Une tragédie marine : appel à l’action pour la protection des baleines
Des défenseurs de la faune sauvage pressent Royal Caribbean de réduire la vitesse de ses croisières après la découverte d’une baleine à bosse enceinte morte sur le nez de l’un de ses navires, à son arrivée en Alaska.
Le Centre pour la Biodiversité a adressé une lettre à Royal Caribbean, demandant à la compagnie de limiter volontairement la vitesse de ses navires à 10 nœuds (environ 18 km/h) dans les zones connues pour accueillir des baleines. Selon le groupe de conservation, diminuer la vitesse des navires réduirait le risque de collisions mortelles et donnerait à la fois aux baleines et aux équipes une meilleure chance d’éviter les accidents.
Cette demande fait suite à un incident survenu le 19 juin, lorsque l’Ovation of the Seas de Royal Caribbean est arrivé à Seward, en Alaska, avec le corps d’une baleine à bosse femelle de 18,5 mètres drapée sur son bulbe.
Les responsables fédéraux de la National Oceanic and Atmospheric Administration (NOAA) ont réalisé une nécropsie et ont déterminé que la baleine était morte d’un traumatisme craniocérébral, des blessures compatibles avec une collision avec un navire. Il a également été établi que la baleine était enceinte et en bonne santé au moment de sa mort.

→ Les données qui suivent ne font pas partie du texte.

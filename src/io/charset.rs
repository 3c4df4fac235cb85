use std::{fmt, str::FromStr};

use encoding_rs::{Encoding, MACINTOSH, UTF_8, UTF_16BE, UTF_16LE, WINDOWS_1252};

use crate::error::ReaderError;

/// Windows-1252 code points that have no character assigned.
const WINDOWS_1252_UNDEFINED: [u8; 5] = [0x81, 0x8D, 0x8F, 0x90, 0x9D];

/// A character set the reader can transcode from.
#[derive(Debug, Clone, Copy, PartialEq, Eq)]
pub enum Charset {
    Utf8,
    Ascii,
    Utf16Le,
    Utf16Be,
    Utf32Le,
    Utf32Be,
    Windows1252,
    /// Mac OS Roman.
    Macintosh,
    /// DOS Latin-1 code page.
    Ibm850,
    /// Any other WHATWG encoding.
    Other(&'static Encoding),
}

impl Charset {
    pub fn name(&self) -> &'static str {
        match self {
            Charset::Utf8 => "UTF-8",
            Charset::Ascii => "ASCII",
            Charset::Utf16Le => "UTF-16LE",
            Charset::Utf16Be => "UTF-16BE",
            Charset::Utf32Le => "UTF-32LE",
            Charset::Utf32Be => "UTF-32BE",
            Charset::Windows1252 => "Windows-1252",
            Charset::Macintosh => "Macintosh",
            Charset::Ibm850 => "IBM850",
            Charset::Other(encoding) => encoding.name(),
        }
    }

    /// Text in this charset can be read without transcoding.
    pub fn is_utf8_compatible(&self) -> bool {
        matches!(self, Charset::Utf8 | Charset::Ascii)
    }

    pub(crate) fn whatwg(&self) -> Option<&'static Encoding> {
        match self {
            Charset::Utf8 => Some(UTF_8),
            Charset::Utf16Le => Some(UTF_16LE),
            Charset::Utf16Be => Some(UTF_16BE),
            Charset::Windows1252 => Some(WINDOWS_1252),
            Charset::Macintosh => Some(MACINTOSH),
            Charset::Other(encoding) => Some(encoding),
            Charset::Ascii | Charset::Utf32Le | Charset::Utf32Be | Charset::Ibm850 => None,
        }
    }

    /// Checks that `bytes` decode in this charset without any replacement.
    pub fn decodes_strictly(&self, bytes: &[u8]) -> bool {
        match self {
            Charset::Ascii => bytes.is_ascii(),
            // every byte is assigned
            Charset::Ibm850 => true,
            Charset::Utf32Le | Charset::Utf32Be => {
                let big_endian = *self == Charset::Utf32Be;
                bytes.len() % 4 == 0
                    && bytes
                        .chunks_exact(4)
                        .all(|unit| char::from_u32(utf32_unit(unit, big_endian)).is_some())
            }
            Charset::Windows1252 => {
                !bytes.iter().any(|b| WINDOWS_1252_UNDEFINED.contains(b))
                    && WINDOWS_1252
                        .decode_without_bom_handling_and_without_replacement(bytes)
                        .is_some()
            }
            other => other.whatwg().is_some_and(|encoding| {
                encoding
                    .decode_without_bom_handling_and_without_replacement(bytes)
                    .is_some()
            }),
        }
    }
}

pub(crate) fn utf32_unit(unit: &[u8], big_endian: bool) -> u32 {
    let bytes = [unit[0], unit[1], unit[2], unit[3]];
    if big_endian {
        u32::from_be_bytes(bytes)
    } else {
        u32::from_le_bytes(bytes)
    }
}

impl fmt::Display for Charset {
    fn fmt(&self, f: &mut fmt::Formatter<'_>) -> fmt::Result {
        f.write_str(self.name())
    }
}

/// Parses charset labels case-insensitively.
///
/// Besides the names above, any WHATWG label known to `encoding_rs` is
/// accepted, e.g. `latin1` or `shift_jis`.
impl FromStr for Charset {
    type Err = ReaderError;

    fn from_str(s: &str) -> Result<Self, Self::Err> {
        let label = s.trim().to_ascii_lowercase();
        let charset = match label.as_str() {
            "utf-8" | "utf8" => Charset::Utf8,
            "ascii" | "us-ascii" => Charset::Ascii,
            "utf-16le" | "utf16le" => Charset::Utf16Le,
            "utf-16be" | "utf16be" => Charset::Utf16Be,
            "utf-32le" | "utf32le" => Charset::Utf32Le,
            "utf-32be" | "utf32be" => Charset::Utf32Be,
            "windows-1252" | "cp1252" => Charset::Windows1252,
            "macintosh" | "macroman" | "mac" | "x-mac-roman" => Charset::Macintosh,
            "ibm850" | "cp850" | "850" => Charset::Ibm850,
            _ => match Encoding::for_label(label.as_bytes()) {
                Some(encoding) if encoding == UTF_8 => Charset::Utf8,
                Some(encoding) if encoding == UTF_16LE => Charset::Utf16Le,
                Some(encoding) if encoding == UTF_16BE => Charset::Utf16Be,
                Some(encoding) if encoding == WINDOWS_1252 => Charset::Windows1252,
                Some(encoding) if encoding == MACINTOSH => Charset::Macintosh,
                Some(encoding) => Charset::Other(encoding),
                None => return Err(ReaderError::UnsupportedEncoding(s.to_string())),
            },
        };
        Ok(charset)
    }
}

#[cfg(test)]
mod tests {
    use super::*;

    #[test]
    fn labels_parse_case_insensitively() {
        assert_eq!("UTF-8".parse::<Charset>().unwrap(), Charset::Utf8);
        assert_eq!("cp850".parse::<Charset>().unwrap(), Charset::Ibm850);
        assert_eq!("Macintosh".parse::<Charset>().unwrap(), Charset::Macintosh);
        assert_eq!("latin1".parse::<Charset>().unwrap(), Charset::Windows1252);
        assert_eq!(
            "shift_jis".parse::<Charset>().unwrap(),
            Charset::Other(encoding_rs::SHIFT_JIS)
        );
        assert!(matches!(
            "klingon".parse::<Charset>(),
            Err(ReaderError::UnsupportedEncoding(label)) if label == "klingon"
        ));
    }

    #[test]
    fn strict_decoding() {
        assert!(Charset::Utf8.decodes_strictly("Zürich".as_bytes()));
        assert!(!Charset::Utf8.decodes_strictly(b"Z\xfcrich"));
        assert!(Charset::Windows1252.decodes_strictly(b"Z\xfcrich"));
        assert!(!Charset::Windows1252.decodes_strictly(b"\x81"));
        assert!(Charset::Macintosh.decodes_strictly(b"\x81"));
        assert!(Charset::Ibm850.decodes_strictly(b"\x81"));
        assert!(Charset::Utf32Le.decodes_strictly(b"a\0\0\0"));
        assert!(!Charset::Utf32Le.decodes_strictly(b"a\0\0"));
    }

    #[test]
    fn names_round_trip() {
        for charset in [
            Charset::Utf8,
            Charset::Utf16Le,
            Charset::Utf32Be,
            Charset::Windows1252,
            Charset::Macintosh,
            Charset::Ibm850,
        ] {
            assert_eq!(charset.name().parse::<Charset>().unwrap(), charset);
        }
    }
}
impl DataCache {
    /// Build a cache with the default configuration.
    pub fn new(allocator: Arc<dyn Allocator>, ssd: Option<Arc<dyn SsdCache>>) -> Self {
        CacheConfig::default().build(allocator, ssd)
    }

    /// Find the entry for `key`, creating it when absent.
    ///
    /// On a hit the returned pin covers at least `size` bytes. A `Busy`
    /// result means another caller is loading the key; wait on the future
    /// and retry.
    pub fn find_or_create(&self, key: RawCacheKey, size: usize) -> Result<Lookup> {
        assert_ne!(key.file_num, 0, "file number 0 is not a valid key");
        Shard::find_or_create(self.shard_for(&key), &self.inner, key, size)
    }

    /// Whether `key` is cached. Touches the entry's access stats on a hit.
    pub fn exists(&self, key: RawCacheKey) -> bool {
        self.shard_for(&key).exists(&self.inner, key)
    }

    /// Make room for `num_pages` of new allocation, evicting as needed, and
    /// run `allocate` once enough supply is plausible. `allocate` receives
    /// pages harvested from eviction and should move them into its own
    /// allocation before topping up from the allocator.
    ///
    /// Returns false after bounded retries; a diagnostic is then available
    /// from [`failure_message`](Self::failure_message).
    pub fn make_space<F>(&self, num_pages: usize, mut allocate: F) -> bool
    where
        F: FnMut(&mut Allocation) -> bool,
    {
        // Try to allocate, evicting the desired amount on failure. This is
        // deliberately unsynchronized: another thread may take what we
        // evicted, but it usually settles within a few rounds. Under real
        // contention threads take a rank in arrival order and back off
        // randomly, so the first comer is likelier to get the memory. A
        // mutex is not an option here: memory arbitration must never run
        // inside a global lock.
        let inner = &self.inner;
        let max_attempts = inner.config.num_shards * 4;
        let mut size_multiplier: f32 = 1.2;
        let mut rank: i32 = 0;
        let mut acquired = Allocation::empty();
        let mut guard = ThreadCountGuard {
            counter: &*inner.num_threads_in_allocate,
            counted: false,
        };

        let contenders = inner.num_threads_in_allocate.load(Ordering::Relaxed);
        assert!(
            (0..10_000).contains(&contenders),
            "leak in num_threads_in_allocate: {contenders}"
        );
        if contenders > 0 {
            rank = inner.num_threads_in_allocate.fetch_add(1, Ordering::Relaxed) + 1;
            guard.counted = true;
        }

        for attempt in 0..max_attempts {
            if inner.can_try_allocate(num_pages, &acquired) && allocate(&mut acquired) {
                return true;
            }
            if attempt > 2 {
                if let Some(ssd) = &inner.ssd {
                    if ssd.write_in_progress() {
                        trace!("pausing for SSD cache write to unpin memory");
                        thread::sleep(Duration::from_millis(500));
                    }
                }
            }
            if attempt > max_attempts / 2 && !guard.counted {
                rank = inner.num_threads_in_allocate.fetch_add(1, Ordering::Relaxed) + 1;
                guard.counted = true;
            }
            if rank > 0 {
                // Free the grabbed pages before sleeping so a contender can
                // make progress.
                acquired.free();
                inner.backoff(attempt as i32 + rank);
                // Some competitors may be done; maybe take a better rank.
                rank = rank.min(inner.num_threads_in_allocate.load(Ordering::Relaxed));
            }
            let shard_index = inner.shard_counter.fetch_add(1, Ordering::Relaxed) + 1;
            let pages_to_acquire = num_pages.saturating_sub(acquired.num_pages());
            let evict_pages =
                (num_pages.max(inner.config.min_evict_pages) as f32 * size_multiplier) as usize;
            // Round-robin over shards; after one full pass without success,
            // go to desperate mode and take every unpinned entry.
            inner.shards[shard_index & inner.shard_mask as usize].evict(
                inner,
                page_bytes(evict_pages) as u64,
                attempt >= inner.config.num_shards,
                pages_to_acquire,
                &mut acquired,
            );
            if num_pages < inner.config.small_size_pages && size_multiplier < 4.0 {
                size_multiplier *= 2.0;
            }
        }
        let message = format!(
            "failed to make space for {num_pages} pages after {max_attempts} attempts: {}",
            self.describe(false)
        );
        warn!("{message}");
        *inner.failure_message.lock() = Some(message);
        false
    }

    /// Evict everything unpinned from every shard.
    pub fn clear(&self) {
        for shard in self.inner.shards.iter() {
            let mut acquired = Allocation::empty();
            shard.evict(&self.inner, u64::MAX, true, 0, &mut acquired);
            debug_assert!(acquired.is_empty());
        }
    }

    /// Drop all entries and recycled objects. The caller guarantees no pins
    /// are outstanding.
    pub fn shutdown(&self) {
        for shard in self.inner.shards.iter() {
            shard.shutdown();
        }
    }

    pub fn refresh_stats(&self) -> CacheStats {
        let mut stats = CacheStats::default();
        for shard in self.inner.shards.iter() {
            shard.update_stats(&mut stats);
        }
        stats
    }

    /// Pages currently held by cache entries.
    pub fn cached_pages(&self) -> usize {
        self.inner.cached_pages.load(Ordering::Relaxed)
    }

    /// Diagnostic from the most recent arbitration failure, if any.
    pub fn failure_message(&self) -> Option<String> {
        self.inner.failure_message.lock().clone()
    }

    pub fn allocator(&self) -> &Arc<dyn Allocator> {
        &self.inner.allocator
    }

    pub fn ssd_cache(&self) -> Option<&Arc<dyn SsdCache>> {
        self.inner.ssd.as_ref()
    }

    pub fn file_ids(&self) -> &Arc<FileIds> {
        &self.inner.file_ids
    }

    /// Human-readable summary of cache state.
    pub fn describe(&self, details: bool) -> String {
        use fmt::Write as _;

        let stats = self.refresh_stats();
        let mut out = String::new();
        let _ = write!(
            out,
            "DataCache:\n{stats}\nAllocated pages: {} cached pages: {}",
            self.inner.allocator.num_allocated(),
            self.cached_pages(),
        );
        if details {
            for (index, shard) in self.inner.shards.iter().enumerate() {
                let state = shard.state.lock();
                let _ = write!(
                    out,
                    "\nshard {index}: entries {} free {}",
                    state.entries.len(),
                    state.free_entries.len()
                );
            }
        }
        out
    }

    fn shard_for(&self, key: &RawCacheKey) -> &Arc<Shard> {
        let mut hasher = FxHasher::default();
        key.hash(&mut hasher);
        &self.inner.shards[(hasher.finish() & self.inner.shard_mask) as usize]
    }

    #[cfg(test)]
    pub(crate) fn inner(&self) -> &Arc<CacheInner> {
        &self.inner
    }
}
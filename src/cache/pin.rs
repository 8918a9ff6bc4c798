use std::{fmt, mem::ManuallyDrop, ptr, sync::Arc};

use super::{
    entry::{Entry, EntryData, RawCacheKey},
    shard::Shard,
    CacheInner,
};
use crate::ssd::SsdLocation;

/// A read reference to a completed cache entry.
///
/// Cloning adds a reference; dropping releases one. While any shared pin is
/// alive the entry's buffer is immutable and the entry cannot be evicted.
pub struct SharedPin {
    pub(crate) entry: Arc<Entry>,
}

impl SharedPin {
    /// Wrap an entry whose pin count already includes this pin.
    pub(crate) fn from_incremented(entry: Arc<Entry>) -> Self {
        debug_assert!(entry.is_shared());
        Self { entry }
    }

    /// The entry's key. A superseded entry reports file number 0.
    pub fn key(&self) -> RawCacheKey {
        self.entry.key()
    }

    pub fn size(&self) -> usize {
        self.entry.size()
    }

    pub fn data(&self) -> &EntryData {
        // SAFETY: this pin keeps the entry shared, so the buffer is immutable.
        unsafe { self.entry.data() }
    }

    /// Copy the entry's logical bytes out.
    pub fn to_vec(&self) -> Vec<u8> {
        self.data().copy_to_vec(self.size())
    }

    /// True on the first shared access after the load completed.
    pub fn is_first_use(&self) -> bool {
        self.entry.is_first_use()
    }

    pub fn clear_first_use(&self) {
        self.entry.set_first_use(false);
    }

    /// Zero the access stats so the next eviction sweep selects this entry.
    pub fn make_evictable(&self) {
        self.entry.make_evictable();
    }

    pub fn ssd_location(&self) -> Option<SsdLocation> {
        self.entry.ssd_location()
    }

    /// Record where the SSD tier persisted this entry. Clears the saveable
    /// flag; the entry is no longer a save candidate.
    pub fn set_ssd_location(&self, location: SsdLocation) {
        self.entry.set_ssd_location(Some(location));
        self.entry.set_ssd_saveable(false);
    }
}

impl Clone for SharedPin {
    fn clone(&self) -> Self {
        self.entry.add_shared_pin();
        Self {
            entry: self.entry.clone(),
        }
    }
}

impl Drop for SharedPin {
    fn drop(&mut self) {
        self.entry.release_shared();
    }
}

impl fmt::Debug for SharedPin {
    fn fmt(&self, f: &mut fmt::Formatter<'_>) -> fmt::Result {
        f.debug_tuple("SharedPin").field(&self.entry).finish()
    }
}

/// The unique write handle on an entry being loaded.
///
/// The owner fills the buffer and calls [`into_shared`](Self::into_shared)
/// to publish it. Dropping the pin without sharing means the load failed:
/// the entry is removed from its shard and any waiters are woken to retry.
pub struct ExclusivePin {
    entry: Arc<Entry>,
    shard: Arc<Shard>,
    cache: Arc<CacheInner>,
}

impl ExclusivePin {
    pub(crate) fn new(entry: Arc<Entry>, shard: Arc<Shard>, cache: Arc<CacheInner>) -> Self {
        debug_assert!(entry.is_exclusive());
        Self { entry, shard, cache }
    }

    pub fn key(&self) -> RawCacheKey {
        self.entry.key()
    }

    pub fn size(&self) -> usize {
        self.entry.size()
    }

    pub fn data(&self) -> &EntryData {
        // SAFETY: this pin is the unique owner.
        unsafe { self.entry.data() }
    }

    pub fn data_mut(&mut self) -> &mut EntryData {
        // SAFETY: this pin is the unique owner.
        unsafe { self.entry.data_mut() }
    }

    /// Fill the entry with exactly its logical size of bytes.
    pub fn write_all(&mut self, src: &[u8]) {
        assert_eq!(src.len(), self.size(), "fill must cover the entry");
        self.data_mut().copy_from(src);
    }

    /// Mark the entry as created by prefetch (or consume the mark), keeping
    /// the cache-wide prefetch page counter in step.
    pub fn set_prefetch(&self, flag: bool) {
        if self.entry.swap_prefetch(flag) != flag {
            let pages = self.entry.num_pages() as i64;
            self.cache
                .increment_prefetch_pages(if flag { pages } else { -pages });
        }
    }

    /// Tag the entry for the SSD admission filter.
    pub fn set_group_id(&self, group_id: u64) {
        self.entry.set_group_id(group_id);
    }

    pub fn set_tracking_id(&self, tracking_id: u64) {
        self.entry.set_tracking_id(tracking_id);
    }

    /// Publish the filled entry: waiters are woken, the verify hook runs,
    /// and the SSD admission filter is consulted.
    pub fn into_shared(self) -> SharedPin {
        let this = ManuallyDrop::new(self);
        // SAFETY: each field is read exactly once and the normal Drop (which
        // would treat this as a failed load) is suppressed.
        let (entry, shard, cache) = unsafe {
            (
                ptr::read(&this.entry),
                ptr::read(&this.shard),
                ptr::read(&this.cache),
            )
        };

        assert!(
            entry.key().file_num != 0,
            "cannot share an entry whose key was cleared"
        );
        entry.make_shared();
        // Move the promise out under the shard mutex so no waiter can
        // register during the hand-off; fulfill it after releasing.
        let promise = {
            let _state = shard.state.lock();
            entry.take_promise()
        };
        if let Some(promise) = promise {
            let _ = promise.set(true);
        }

        let pin = SharedPin::from_incremented(entry);
        if let Some(hook) = &cache.config.verify_hook {
            hook(&pin);
        }

        // The entry now has readers; decide whether it should also go to SSD.
        if pin.entry.ssd_location().is_none() {
            if let Some(ssd) = &cache.ssd {
                if ssd.should_save_to_ssd(pin.entry.group_id(), pin.entry.tracking_id()) {
                    pin.entry.set_ssd_saveable(true);
                    cache.possible_ssd_save(pin.entry.size() as u64);
                }
            }
        }
        pin
    }
}

impl Drop for ExclusivePin {
    fn drop(&mut self) {
        // Dropping without sharing means the content could not be produced,
        // e.g. an error in loading. Remove the entry and wake waiters.
        Shard::abandon_exclusive(&self.shard, &self.cache, &self.entry);
    }
}

impl fmt::Debug for ExclusivePin {
    fn fmt(&self, f: &mut fmt::Formatter<'_>) -> fmt::Result {
        f.debug_tuple("ExclusivePin").field(&self.entry).finish()
    }
}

“Je suis en colère qu’un navire de croisière ait heurté une baleine en danger de cette manière si horrible,” a déclaré Cooper Freeman, directeur en Alaska du Centre pour la Biodiversité. “La mort de cette mère et de son baleineau recule l’ensemble de la population. Royal Caribbean doit être tenu responsable de cette mort tragique et prendre des mesures immédiates pour éviter cela à l’avenir.”
Les responsables ont également précisé que la cause officielle de la mort de la baleine ne sera pas confirmée tant que des tests supplémentaires ne seront pas réalisés, ce qui pourrait prendre des mois. Le cadavre sera ensuite remorqué en mer, où il est censé couler et devenir une source de nourriture pour la vie marine des profondeurs.
Les baleines à bosse, les deuxièmes plus grands animaux du monde, sont présentes dans tous les océans et sont classées comme espèces menacées. Elles sont considérées comme “probablement les espèces les plus vulnérables” aux collisions avec les navires, juste après les baleines noires de l’Atlantique Nord.
Outre la pêche traditionnelle des populations indigènes de l’Alaska, tuer une baleine, même accidentellement, est illégal selon la loi sur la protection des mammifères marins.
“Les gens ont le droit de savoir comment cela s’est produit, y compris si l’équipage était au courant de la présence de baleines et à quelle vitesse le navire naviguait,” a déclaré Freeman. “Cela fait des années que nous demandons au gouvernement fédéral d’implémenter des réductions de vitesse obligatoires dans les zones sensibles pour les baleines, mais Royal Caribbean peut immédiatement agir pour éviter de heurter d’autres baleines avec ses navires. C’est frustrant de constater que le gouvernement et l’industrie n’adhèrent pas à des solutions sensées pendant que nos baleines menacées subissent les conséquences de ces collisions.”
Le groupe a également noté que l’incident est “sous enquête par des autorités fédérales.” Royal Caribbean a reconnu que son navire avait heurté la baleine, exprimant à People le 22 juin : “Nous sommes attristés d’apprendre qu’un de nos navires a heurté une baleine en route pour Seward. Nous prenons très au sérieux tout impact sur les écosystèmes marins.”
Le navire a immédiatement signalé l’incident aux autorités compétentes et a assuré coopérer pleinement avec la NOAA tout en attendant les résultats de la nécropsie.
Points importants à retenir
- La baleine à bosse est classée comme espèce menacée et est un animal essentiel des écosystèmes marins.
- Les collisions entre navires et baleines restent un problématique préoccupante, nécessitant des actions urgentes de la part des compagnies maritimes.
- La vitesse des navires pourrait avoir un impact significatif sur la réduction des accidents marins.
- Une enquête fédérale est en cours pour déterminer les circonstances exactes de cet incident tragique.
En tant que voyageuse et passionnée de la nature, je me questionne souvent sur notre rapport aux océans et sur les responsabilités que nous devons assumer face à la vie marine. Ce tragique incident soulève des interrogations essentielles : comment marier le secteur du tourisme aux besoins de sauvegarde de la biodiversité ? Une introspection collective est cruciale pour non seulement comprendre les enjeux, mais aussi pour envisager des pratiques responsables lors de nos explorations maritimes. La mer est un vaste écosystème qui mérite notre respect et notre protection.